Die Delphi-Box erlaubt uns aber auch einen Einblick in Datenbanken, die ebenfalls gebührenpflichtig sind. Zum Beispiel in die »The Source«, an die auch die Zeitung »The Washington Post« angeschlossen ist. Dort lassen sich dann (mit etwas Hackerglück) die neuesten Schlagzeilen abrufen, noch bevor sie gedruckt sind.

Hier erzählt uns Dieter, daß man auch anders an die Information in solchen Mailboxen kommen kann: »Man muß nur lange genug nach Paßwörtern suchen und das nimmt einem heutzutage der Computer ab.«

Die Grenzen der Legalität

Spezielle Programme, sogenannte Scanner, probieren ständig neue Paßwörter aus, bis eines paßt. Auf ähnliche Weise lassen sich sogar Teilnehmerkennungen (NUIs) für Datex-P herausbekommen. Aber man sollte sich klar sein, daß das illegal ist. Gerüchte besagen, daß der »Gilb«, so der Hackername für die Post, Kennungen in Umlauf bringt, bei denen die Leitung rückverfolgt werden kann.«

Wir schauen aus dem Fenster: In München regnet es mal wieder. Wie ist denn das Wetter in London? Kein Problem, zapfen wir eben schnell mal das VIDTEX-System in England an. VIDTEX ist ähnlich unserem Videotext. Da es hier natürlich Steuerzeichen für Farbumschaltungen etc. gibt, brauchen wir einen VIDTEX-Emulator. Das ist ein Programm, welches die VIDTEX-Codes auf den C 64 anpaßt. Mit der Nummer 0234222715151 wählen wir das englische Kommunikationsnetz SERC-NET an. Auf die Frage User-Name antworten wir mit GUEST. Danach will das System noch das Paßwort wissen: FRIEND. Danach geben wir noch CALL PIP ein und schon sind wir mit dem englischen Videotext verbunden. CALL PIP ist ein Computer-Befehl, der ein bestimmtes Programm startet. Auf der Seite 120 steht, daß es in London ebenfalls regnet und es zudem noch stark nebelt. Naja, dann schauen wir uns eben die Fun-Seiten an: staubtrockener englischer Humor.

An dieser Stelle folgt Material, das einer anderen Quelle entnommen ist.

fn run(code: &EvalCode, args: &[Value], ctx: &mut ExecContext<'_>) -> Result<Option<Value>, Trap> {
    let g = &code.graph;
    let mut values: Vec<Option<Value>> = vec![None; g.nodes.len()];
    let mut block = g.entry;
    loop {
        let blk = g.block(block);
        for &id in &blk.nodes {
            if let Some(v) = eval_node(code, g.node(id), &values, args, ctx)? {
                values[id as usize] = Some(v);
            }
        }
        match &blk.term {
            Terminator::Jump { target, args: jump_args } => {
                // Read all arguments before binding: on back edges they
                // refer to the parameters being replaced.
                let incoming: Vec<Value> =
                    jump_args.iter().map(|&a| value_of(&values, a)).collect();
                let params = &g.block(*target).params;
                debug_assert_eq!(params.len(), incoming.len());
                for (&p, v) in params.iter().zip(incoming) {
                    values[p as usize] = Some(v);
                }
                block = *target;
            }
            Terminator::Branch { cond, then_blk, else_blk } => {
                let c = as_i32(value_of(&values, *cond));
                block = if c != 0 { *then_blk } else { *else_blk };
            }
            Terminator::Switch { key, cases, default } => {
                let k = as_i32(value_of(&values, *key)) as u32 as usize;
                block = if k < cases.len() { cases[k] } else { *default };
            }
            Terminator::Return { value } => {
                return Ok(value.map(|v| value_of(&values, v)));
            }
            Terminator::None => {
                panic!("execution reached an unterminated block; malformed graph")
            }
        }
    }
}

fn value_of(values: &[Option<Value>], id: NodeId) -> Value {
    values[id as usize].expect("node evaluated before use")
}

Trockener Humor aus England

Nachdem wir jetzt etwa zwei Stunden lang im Ausland unterwegs waren, ziehen wir kurz Bilanz in Bezug auf unsere Telefonrechnung. Denn: Datex-P ist zwar billig, aber umsonst ist es nicht. In den zwei Stunden Auslandsaufenthalt haben wir etwa 100 KByte Text über Datex-P hinundher geschoben (etwa 25 Mark). Dazu kommen die Ortsgebühren (acht-Minuten-Takt) von 3,45 Mark und die PAD-Kosten und Verbindungsgebühren ins Ausland (zusammen etwa 30 Mark).

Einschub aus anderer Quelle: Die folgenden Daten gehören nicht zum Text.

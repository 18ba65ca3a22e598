//! Module-level tests: the binary format byte-for-byte, data segments,
//! external functions, exports, and the placeholder-and-patch link pass.

mod common;

use std::rc::Rc;
use std::sync::Arc;

use common::*;
use protowasm::backend::{CallDescriptor, CodeGenerator};
use protowasm::instance::{instantiate, Export, ImportMap};
use protowasm::link::Linker;
use protowasm::module::FunctionEnv;
use protowasm::opcodes::Opcode;
use protowasm::verify::verify_function;
use protowasm::ValueType::I32;
use protowasm::{
    compile_and_run, decode_module, DecodeError, EvalBackend, InstantiateError, MemType,
    ModuleConfig, Value, ValueType,
};

/// The forward-reference module, spelled out byte for byte: function 0
/// (exported) returns `call 1 (77, 22)`; function 1 adds its parameters.
/// Function 0 compiles first, so its call site goes through a placeholder.
fn call_add_reversed_bytes() -> Vec<u8> {
    const RET: u8 = Opcode::Return as u8;
    const CALL: u8 = Opcode::CallFunction as u8;
    const I8C: u8 = Opcode::I8Const as u8;
    const GETL: u8 = Opcode::GetLocal as u8;
    const ADD: u8 = Opcode::I32Add as u8;
    const AST_I32: u8 = ValueType::I32 as u8;

    vec![
        // header: mem 2^16, no export, 0 globals, 2 functions, 0 segments
        16, 0, 0, 0, 2, 0, 0, 0,
        // func#0 (main) ----------------------------------
        0, AST_I32,                 // signature: () -> i32
        0, 0, 0, 0,                 // name offset (unnamed)
        64, 0, 0, 0,                // code start
        71, 0, 0, 0,                // code end
        0, 0,                       // local i32 count
        0, 0,                       // local i64 count
        0, 0,                       // local f32 count
        0, 0,                       // local f64 count
        1,                          // exported
        0,                          // external
        // func#1 -----------------------------------------
        2, AST_I32, AST_I32, AST_I32, // signature: (i32, i32) -> i32
        0, 0, 0, 0,                 // name offset
        58, 0, 0, 0,                // code start
        64, 0, 0, 0,                // code end
        0, 0, 0, 0, 0, 0, 0, 0,     // local counts
        0,                          // exported
        0,                          // external
        // body of func#1 at 58: return p0 + p1
        RET, ADD, GETL, 0, GETL, 1,
        // body of func#0 at 64: return call#1(77, 22)
        RET, CALL, 1, I8C, 77, I8C, 22,
    ]
}

#[test]
fn forward_call_through_placeholder() {
    let result = compile_and_run(&call_add_reversed_bytes()).unwrap();
    assert_eq!(result, 99);
}

#[test]
fn golden_module_decodes_as_written() {
    let bytes = call_add_reversed_bytes();
    let m = decode_module(&bytes, &ModuleConfig::default()).unwrap();
    assert_eq!(m.mem_size_log2, 16);
    assert_eq!(m.functions.len(), 2);
    assert!(m.functions[0].exported);
    assert_eq!(m.functions[0].code_start, 64);
    assert_eq!(m.functions[0].code_end, 71);
    assert_eq!(m.functions[1].sig.param_count(), 2);
    assert_eq!(m.functions[1].code_start, 58);
}

#[test]
fn bad_body_error_names_the_function() {
    let mut bytes = call_add_reversed_bytes();
    // Clobber func#1's body with an unknown opcode.
    bytes[58] = 0xFF;
    let err = decode_module(&bytes, &ModuleConfig::default()).unwrap_err();
    match err {
        DecodeError::Function { index, source } => {
            assert_eq!(index, 1);
            assert_eq!(source.kind, protowasm::ErrorKind::UnknownOpcode);
            assert_eq!(source.pc, 58);
        }
        other => panic!("expected a function error, got {other}"),
    }
}

#[test]
fn mutual_recursion_links() {
    // even(n): if (n) return odd(n - 1); return 1
    // odd(n):  if (n) return even(n - 1); return 0
    let mut m = TestModule::new();
    let even_body = block(&[
        &if_(
            &get_local(0),
            &ret(&call(1, &[&binop(Opcode::I32Sub, &get_local(0), &i8c(1))])),
        ),
        &ret(&i8c(1)),
    ]);
    m.add_function(I32, &[I32], &[], &even_body);
    let odd_body = block(&[
        &if_(
            &get_local(0),
            &ret(&call(0, &[&binop(Opcode::I32Sub, &get_local(0), &i8c(1))])),
        ),
        &ret(&i8c(0)),
    ]);
    m.add_function(I32, &[I32], &[], &odd_body);
    let mut inst = m.instantiate();
    assert_eq!(call_i32(&mut inst, 0, &[Value::I32(10)]), 1);
    assert_eq!(call_i32(&mut inst, 0, &[Value::I32(7)]), 0);
    assert_eq!(call_i32(&mut inst, 1, &[Value::I32(9)]), 1);
}

#[test]
fn self_recursion_links() {
    // fac(n): if (n) return n * fac(n - 1); return 1
    let mut m = TestModule::new();
    let body = block(&[
        &if_(
            &get_local(0),
            &ret(&binop(
                Opcode::I32Mul,
                &get_local(0),
                &call(0, &[&binop(Opcode::I32Sub, &get_local(0), &i8c(1))]),
            )),
        ),
        &ret(&i8c(1)),
    ]);
    m.add_function(I32, &[I32], &[], &body);
    let mut inst = m.instantiate();
    assert_eq!(call_i32(&mut inst, 0, &[Value::I32(5)]), 120);
}

#[test]
fn link_pass_reaches_fixed_point() {
    let bytes = call_add_reversed_bytes();
    let config = ModuleConfig::default();
    let module = decode_module(&bytes, &config).unwrap();
    let mut linker = Linker::new(module.functions.len());
    // Compile in declaration order: func 0 references func 1 early.
    for (i, func) in module.functions.iter().enumerate() {
        let env = FunctionEnv::for_function(&module, func);
        let graph = verify_function(
            &env,
            &module.bytes,
            func.code_start as usize,
            func.code_end as usize,
        )
        .unwrap();
        let code = EvalBackend
            .generate(graph, CallDescriptor::for_sig(&func.sig), &mut linker)
            .unwrap();
        linker.finish(i as u16, code);
    }
    let patched = linker.link();
    assert_eq!(patched, 1, "func 0's call to func 1 goes through a placeholder");
    assert_eq!(linker.link(), 0, "second pass is a fixed point");
    assert!(linker.finished_code(0).unwrap().borrow().was_patched());
    assert!(!linker.finished_code(1).unwrap().borrow().was_patched());
}

#[test]
fn data_segments_applied_in_order() {
    let mut m = TestModule::new();
    m.builder.mem_size_log2 = 8;
    m.builder.add_data_segment(0, vec![1, 1, 1, 1]);
    m.builder.add_data_segment(2, vec![9, 9]);
    let inst = m.instantiate();
    // The later segment overwrote the overlap.
    assert_eq!(&inst.memory[0..4], &[1, 1, 9, 9]);
}

#[test]
fn data_segments_idempotent() {
    let mut once = TestModule::new();
    once.builder.mem_size_log2 = 8;
    once.builder.add_data_segment(3, vec![7, 8, 9]);
    once.builder.add_data_segment(100, vec![0xAB; 16]);
    let a = once.instantiate();

    let mut twice = TestModule::new();
    twice.builder.mem_size_log2 = 8;
    for _ in 0..2 {
        twice.builder.add_data_segment(3, vec![7, 8, 9]);
        twice.builder.add_data_segment(100, vec![0xAB; 16]);
    }
    let b = twice.instantiate();
    assert_eq!(a.memory, b.memory);
}

#[test]
fn data_segment_out_of_bounds_fails_instantiation() {
    let mut m = TestModule::new();
    m.builder.mem_size_log2 = 4; // 16 bytes of memory
    m.builder.add_data_segment(12, vec![0; 8]);
    let bytes = m.builder.build().unwrap();
    let config = ModuleConfig::default();
    let module = decode_module(&bytes, &config).unwrap();
    let err = instantiate(Arc::new(module), &ImportMap::new(), &EvalBackend, &config).unwrap_err();
    assert!(matches!(err, InstantiateError::DataSegmentOutOfBounds { index: 0 }));
}

#[test]
fn memory_too_large_rejected() {
    let mut m = TestModule::new();
    m.builder.mem_size_log2 = 31;
    let bytes = m.builder.build().unwrap();
    let config = ModuleConfig::default();
    let module = decode_module(&bytes, &config).unwrap();
    let err = instantiate(Arc::new(module), &ImportMap::new(), &EvalBackend, &config).unwrap_err();
    assert!(matches!(err, InstantiateError::MemoryTooLarge { .. }));
}

#[test]
fn external_function_resolved_through_imports() {
    let mut m = TestModule::new();
    let ext = m.builder.add_function();
    {
        let f = m.builder.function_at(ext);
        f.return_type(I32);
        f.add_param(I32);
        f.add_param(I32);
        f.external(true);
        f.name("host_add");
    }
    let caller_body = ret(&call(0, &[&i8c(30), &i8c(12)]));
    m.add_function(I32, &[], &[], &caller_body);

    let mut imports = ImportMap::new();
    imports.insert(
        "host_add".to_string(),
        Rc::new(|args: &[Value]| {
            let (Value::I32(a), Value::I32(b)) = (args[0], args[1]) else {
                return Err(protowasm::Trap::ArgumentMismatch);
            };
            Ok(Some(Value::I32(a + b)))
        }),
    );
    let mut inst = m.instantiate_with(&imports);
    assert_eq!(call_i32(&mut inst, 1, &[]), 42);
}

#[test]
fn missing_external_fails_instantiation() {
    let mut m = TestModule::new();
    let ext = m.builder.add_function();
    {
        let f = m.builder.function_at(ext);
        f.return_type(I32);
        f.external(true);
        f.name("absent");
    }
    let bytes = m.builder.build().unwrap();
    let config = ModuleConfig::default();
    let module = decode_module(&bytes, &config).unwrap();
    let err = instantiate(Arc::new(module), &ImportMap::new(), &EvalBackend, &config).unwrap_err();
    assert!(matches!(err, InstantiateError::UnresolvedExternal { .. }));
}

#[test]
fn exports_by_name_and_memory() {
    let mut m = TestModule::new();
    m.builder.mem_export = true;
    let fi = m.builder.add_function();
    {
        let f = m.builder.function_at(fi);
        f.return_type(I32);
        f.exported(true);
        f.name("answer");
        f.emit(&ret(&i8c(42)));
    }
    let mut inst = m.instantiate();
    assert_eq!(inst.export("memory"), Some(Export::Memory));
    assert_eq!(inst.export("answer"), Some(Export::Function(0)));
    assert_eq!(inst.invoke_export("answer", &[]).unwrap(), Some(Value::I32(42)));
    assert!(matches!(
        inst.invoke_export("memory", &[]),
        Err(protowasm::Trap::NotAFunction(_))
    ));
    assert!(matches!(
        inst.invoke_export("missing", &[]),
        Err(protowasm::Trap::ExportNotFound(_))
    ));
}

#[test]
fn argument_type_checking_at_invoke() {
    let mut inst = instance_for(I32, &[I32], &[], &ret(&get_local(0)));
    assert!(matches!(
        inst.invoke_function(0, &[]),
        Err(protowasm::Trap::ArgumentMismatch)
    ));
    assert!(matches!(
        inst.invoke_function(0, &[Value::F32(0)]),
        Err(protowasm::Trap::ArgumentMismatch)
    ));
}

#[test]
fn globals_area_uses_assigned_offsets() {
    let mut m = TestModule::new();
    m.add_global(MemType::U8);
    m.add_global(MemType::F64); // aligns to 8
    m.add_global(MemType::I16);
    let inst = m.instantiate();
    assert_eq!(inst.module.globals[0].offset, 0);
    assert_eq!(inst.module.globals[1].offset, 8);
    assert_eq!(inst.module.globals[2].offset, 16);
    assert_eq!(inst.globals.len(), 18);
}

Es lohnt sich also, eine Datex-P-Kennung zu beantragen. Datex-P ist einfach ein modernes Abenteuer. Denn kein anderes Kommunikationsmittel bietet die Leistungen von Datex-P, mit dem die entferntesten Winkel der Erde ohne Wartezeit erreicht werden können. Und das zu einem erschwinglichen Preis; vor allem dann, wenn die Verbindung zum PAD im Nahbereich liegt.

Nicht umsonst stand unser Hacker diesem Artikel mit gemischten Gefühlen gegenüber. Er hatte einfach Angst, daß Datex-P zu viele Anhänger findet, die mit ihm die Faszination teilen.